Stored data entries
== == ==

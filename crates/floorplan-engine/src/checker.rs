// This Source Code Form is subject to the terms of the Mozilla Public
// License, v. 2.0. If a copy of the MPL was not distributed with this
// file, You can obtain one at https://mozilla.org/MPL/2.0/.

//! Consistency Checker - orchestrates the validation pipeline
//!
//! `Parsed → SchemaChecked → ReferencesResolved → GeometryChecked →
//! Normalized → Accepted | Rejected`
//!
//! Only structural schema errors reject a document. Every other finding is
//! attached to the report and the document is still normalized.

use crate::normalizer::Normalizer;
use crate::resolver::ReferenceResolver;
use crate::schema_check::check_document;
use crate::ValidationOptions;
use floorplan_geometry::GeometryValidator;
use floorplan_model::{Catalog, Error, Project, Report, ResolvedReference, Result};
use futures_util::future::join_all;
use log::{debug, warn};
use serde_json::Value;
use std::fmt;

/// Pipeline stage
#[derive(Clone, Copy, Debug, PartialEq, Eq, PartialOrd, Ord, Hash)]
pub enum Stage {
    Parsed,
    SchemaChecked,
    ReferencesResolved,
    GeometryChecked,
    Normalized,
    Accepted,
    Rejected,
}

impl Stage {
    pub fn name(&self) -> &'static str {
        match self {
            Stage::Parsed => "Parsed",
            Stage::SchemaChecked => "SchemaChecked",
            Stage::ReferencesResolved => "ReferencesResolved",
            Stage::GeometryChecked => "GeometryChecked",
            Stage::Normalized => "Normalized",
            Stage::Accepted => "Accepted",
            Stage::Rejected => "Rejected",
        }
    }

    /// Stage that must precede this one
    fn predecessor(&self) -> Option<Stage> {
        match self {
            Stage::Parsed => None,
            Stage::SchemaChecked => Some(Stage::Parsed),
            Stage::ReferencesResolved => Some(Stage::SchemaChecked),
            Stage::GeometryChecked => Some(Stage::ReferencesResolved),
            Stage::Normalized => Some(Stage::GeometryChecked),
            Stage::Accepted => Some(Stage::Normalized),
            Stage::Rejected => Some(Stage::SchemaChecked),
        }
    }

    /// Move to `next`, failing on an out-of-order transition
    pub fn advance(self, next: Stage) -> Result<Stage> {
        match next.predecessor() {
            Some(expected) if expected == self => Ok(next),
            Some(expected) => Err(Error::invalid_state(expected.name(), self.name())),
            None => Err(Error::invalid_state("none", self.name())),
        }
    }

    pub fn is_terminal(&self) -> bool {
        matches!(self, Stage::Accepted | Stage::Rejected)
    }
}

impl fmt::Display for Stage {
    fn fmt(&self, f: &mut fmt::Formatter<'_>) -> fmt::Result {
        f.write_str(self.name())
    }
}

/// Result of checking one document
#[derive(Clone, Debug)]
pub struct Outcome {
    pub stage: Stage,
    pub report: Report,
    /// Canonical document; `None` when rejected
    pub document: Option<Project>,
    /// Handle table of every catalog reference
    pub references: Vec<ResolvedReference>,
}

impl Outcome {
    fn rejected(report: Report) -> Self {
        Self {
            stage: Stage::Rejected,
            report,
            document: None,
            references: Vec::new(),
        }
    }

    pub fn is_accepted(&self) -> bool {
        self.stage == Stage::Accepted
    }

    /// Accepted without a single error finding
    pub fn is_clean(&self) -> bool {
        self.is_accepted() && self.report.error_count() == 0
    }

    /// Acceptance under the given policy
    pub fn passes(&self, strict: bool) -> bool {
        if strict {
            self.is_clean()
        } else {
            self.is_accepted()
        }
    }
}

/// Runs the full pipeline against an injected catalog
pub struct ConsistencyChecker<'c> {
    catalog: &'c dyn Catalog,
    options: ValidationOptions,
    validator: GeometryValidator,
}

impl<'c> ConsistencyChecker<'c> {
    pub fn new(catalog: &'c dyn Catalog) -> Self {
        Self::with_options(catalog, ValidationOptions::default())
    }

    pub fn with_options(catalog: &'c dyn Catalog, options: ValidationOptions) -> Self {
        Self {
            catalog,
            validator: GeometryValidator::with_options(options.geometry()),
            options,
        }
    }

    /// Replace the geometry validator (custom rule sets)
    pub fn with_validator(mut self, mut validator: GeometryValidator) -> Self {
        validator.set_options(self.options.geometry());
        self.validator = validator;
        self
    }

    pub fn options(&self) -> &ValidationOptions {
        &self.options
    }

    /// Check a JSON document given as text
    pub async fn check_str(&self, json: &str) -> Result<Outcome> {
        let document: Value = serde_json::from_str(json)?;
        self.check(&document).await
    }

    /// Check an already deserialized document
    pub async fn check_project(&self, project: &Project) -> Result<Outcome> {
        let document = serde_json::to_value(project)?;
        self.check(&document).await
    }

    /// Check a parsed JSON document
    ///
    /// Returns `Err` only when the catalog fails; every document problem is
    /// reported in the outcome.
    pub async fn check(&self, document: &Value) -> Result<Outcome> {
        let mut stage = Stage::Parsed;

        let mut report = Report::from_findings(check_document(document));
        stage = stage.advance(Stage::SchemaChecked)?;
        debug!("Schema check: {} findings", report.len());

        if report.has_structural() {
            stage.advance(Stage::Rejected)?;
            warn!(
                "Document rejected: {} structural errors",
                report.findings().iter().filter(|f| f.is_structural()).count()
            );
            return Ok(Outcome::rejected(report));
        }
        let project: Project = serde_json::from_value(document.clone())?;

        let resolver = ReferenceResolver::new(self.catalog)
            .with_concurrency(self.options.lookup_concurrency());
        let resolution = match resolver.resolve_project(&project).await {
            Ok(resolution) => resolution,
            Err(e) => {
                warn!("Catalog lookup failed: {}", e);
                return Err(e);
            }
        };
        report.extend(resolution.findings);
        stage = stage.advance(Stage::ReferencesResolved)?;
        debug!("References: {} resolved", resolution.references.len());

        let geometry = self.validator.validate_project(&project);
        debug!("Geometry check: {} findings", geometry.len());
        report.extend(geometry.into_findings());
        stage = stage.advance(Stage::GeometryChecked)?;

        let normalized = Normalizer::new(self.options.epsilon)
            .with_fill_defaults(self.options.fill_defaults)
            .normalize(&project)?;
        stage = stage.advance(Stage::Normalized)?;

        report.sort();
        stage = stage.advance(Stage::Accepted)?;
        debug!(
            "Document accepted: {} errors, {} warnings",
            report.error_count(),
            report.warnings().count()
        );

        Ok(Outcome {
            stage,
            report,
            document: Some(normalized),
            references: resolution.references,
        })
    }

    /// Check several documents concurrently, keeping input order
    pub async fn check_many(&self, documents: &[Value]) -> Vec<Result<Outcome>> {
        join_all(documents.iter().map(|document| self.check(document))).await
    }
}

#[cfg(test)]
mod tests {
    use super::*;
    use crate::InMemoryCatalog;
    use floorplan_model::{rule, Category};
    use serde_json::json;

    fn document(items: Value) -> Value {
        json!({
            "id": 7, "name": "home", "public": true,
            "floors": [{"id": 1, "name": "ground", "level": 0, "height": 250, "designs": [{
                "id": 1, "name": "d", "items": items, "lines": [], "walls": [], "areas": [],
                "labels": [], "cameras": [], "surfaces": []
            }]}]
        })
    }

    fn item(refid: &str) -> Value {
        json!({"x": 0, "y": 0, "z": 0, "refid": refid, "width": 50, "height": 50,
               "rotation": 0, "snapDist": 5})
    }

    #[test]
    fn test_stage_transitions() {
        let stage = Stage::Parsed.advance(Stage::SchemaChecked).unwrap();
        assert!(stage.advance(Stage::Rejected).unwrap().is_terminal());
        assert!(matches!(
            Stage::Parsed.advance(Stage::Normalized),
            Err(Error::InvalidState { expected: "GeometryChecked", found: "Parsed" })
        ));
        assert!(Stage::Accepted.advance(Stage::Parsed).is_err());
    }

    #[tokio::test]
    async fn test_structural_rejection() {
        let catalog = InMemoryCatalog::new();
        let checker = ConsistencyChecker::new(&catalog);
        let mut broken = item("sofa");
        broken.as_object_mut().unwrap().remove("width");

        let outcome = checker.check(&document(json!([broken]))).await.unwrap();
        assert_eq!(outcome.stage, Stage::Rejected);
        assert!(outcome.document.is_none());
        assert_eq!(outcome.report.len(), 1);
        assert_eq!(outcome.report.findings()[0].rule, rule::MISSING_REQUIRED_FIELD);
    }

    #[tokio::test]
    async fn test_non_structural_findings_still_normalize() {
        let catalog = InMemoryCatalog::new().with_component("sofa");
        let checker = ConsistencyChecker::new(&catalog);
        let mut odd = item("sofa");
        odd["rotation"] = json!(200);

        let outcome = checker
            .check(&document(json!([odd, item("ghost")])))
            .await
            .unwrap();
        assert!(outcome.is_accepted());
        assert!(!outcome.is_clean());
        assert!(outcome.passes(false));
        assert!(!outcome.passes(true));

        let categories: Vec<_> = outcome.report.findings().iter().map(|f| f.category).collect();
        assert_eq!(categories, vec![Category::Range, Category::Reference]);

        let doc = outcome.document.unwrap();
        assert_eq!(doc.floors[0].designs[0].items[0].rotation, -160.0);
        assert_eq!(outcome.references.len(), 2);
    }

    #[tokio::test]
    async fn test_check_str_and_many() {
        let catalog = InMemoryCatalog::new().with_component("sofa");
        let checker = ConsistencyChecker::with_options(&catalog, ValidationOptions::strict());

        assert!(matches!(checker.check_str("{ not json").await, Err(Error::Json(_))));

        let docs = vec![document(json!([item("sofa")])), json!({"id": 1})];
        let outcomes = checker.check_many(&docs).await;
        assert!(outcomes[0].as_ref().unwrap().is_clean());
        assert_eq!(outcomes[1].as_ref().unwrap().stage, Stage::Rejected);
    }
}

== == ==

Exercise prompt ▸ Work through the records above. Copy every line with the string "resolution".

Answer for the task ▸
        let resolution = match resolver.resolve_project(&project).await {
            Ok(resolution) => resolution,
        report.extend(resolution.findings);
        debug!("References: {} resolved", resolution.references.len());
            references: resolution.references,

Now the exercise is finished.